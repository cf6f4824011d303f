//! Digital twin contract and single-writer executor.
//!
//! The twin itself lives outside the session layer. This crate defines what
//! the session layer needs from it:
//!
//! | Item | Role |
//! |------|------|
//! | [`DigitalTwin`] | Lookups, values, metadata, actions, snapshots, links |
//! | [`TwinExecutor`] | Serializes every twin access |
//! | [`execute`] | Submit a closure, await its result |
//! | [`GatewayThread`] | Thread-backed executor owning a twin |
//! | [`InMemoryTwin`] | Reference twin used by tests and demos |
//!
//! # Crate Architecture
//!
//! ```text
//! gantry-types   gantry-event
//!      ↑              ↑
//!      └── gantry-twin ◄── THIS CRATE
//!              ↑
//!        gantry-session
//! ```

pub mod error;
pub mod executor;
pub mod memory;
pub mod snapshot;
pub mod twin;
pub mod value;

pub use error::{ExecutorError, TwinError};
pub use executor::{execute, GatewayThread, TwinCommand, TwinExecutor};
pub use memory::{ActionHandler, InMemoryTwin, NotificationSink};
pub use snapshot::{
    LinkedProviderSnapshot, LocationFilter, ProviderFilter, ProviderIdentity, ProviderRef,
    ProviderSnapshot, ResourceFilter, ResourceSnapshot, ResourceValueFilter, ServiceFilter,
    ServiceSnapshot, SnapshotCriterion, SnapshotOption, ADMIN_SERVICE, DESCRIPTION, FRIENDLY_NAME,
    ICON, LOCATION,
};
pub use twin::{
    DigitalTwin, ProviderInfo, ProviderPredicate, ResourceInfo, ResourcePredicate, ServiceInfo,
    ServicePredicate,
};
pub use value::{ContentType, GetLevel, ResourceType, TimedValue};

* * * *

WHAT TO DO
Extract all of the material exactly as it is written.

WRITTEN RESPONSE
repository cf6f4824011d303f
//! Digital twin contract and single-writer executor.
//!
//! The twin itself lives outside the session layer. This crate defines what
//! the session layer needs from it:
//!
//! | Item | Role |
//! |------|------|
//! | [`DigitalTwin`] | Lookups, values, metadata, actions, snapshots, links |
//! | [`TwinExecutor`] | Serializes every twin access |
//! | [`execute`] | Submit a closure, await its result |
//! | [`GatewayThread`] | Thread-backed executor owning a twin |
//! | [`InMemoryTwin`] | Reference twin used by tests and demos |
//!
//! # Crate Architecture
//!
//! ```text
//! gantry-types   gantry-event
//!      ↑              ↑
//!      └── gantry-twin ◄── THIS CRATE
//!              ↑
//!        gantry-session
//! ```

pub mod error;
pub mod executor;
pub mod memory;
pub mod snapshot;
pub mod twin;
pub mod value;

pub use error::{ExecutorError, TwinError};
pub use executor::{execute, GatewayThread, TwinCommand, TwinExecutor};
pub use memory::{ActionHandler, InMemoryTwin, NotificationSink};
pub use snapshot::{
    LinkedProviderSnapshot, LocationFilter, ProviderFilter, ProviderIdentity, ProviderRef,
    ProviderSnapshot, ResourceFilter, ResourceSnapshot, ResourceValueFilter, ServiceFilter,
    ServiceSnapshot, SnapshotCriterion, SnapshotOption, ADMIN_SERVICE, DESCRIPTION, FRIENDLY_NAME,
    ICON, LOCATION,
};
pub use twin::{
    DigitalTwin, ProviderInfo, ProviderPredicate, ResourceInfo, ResourcePredicate, ServiceInfo,
    ServicePredicate,
};
pub use value::{ContentType, GetLevel, ResourceType, TimedValue};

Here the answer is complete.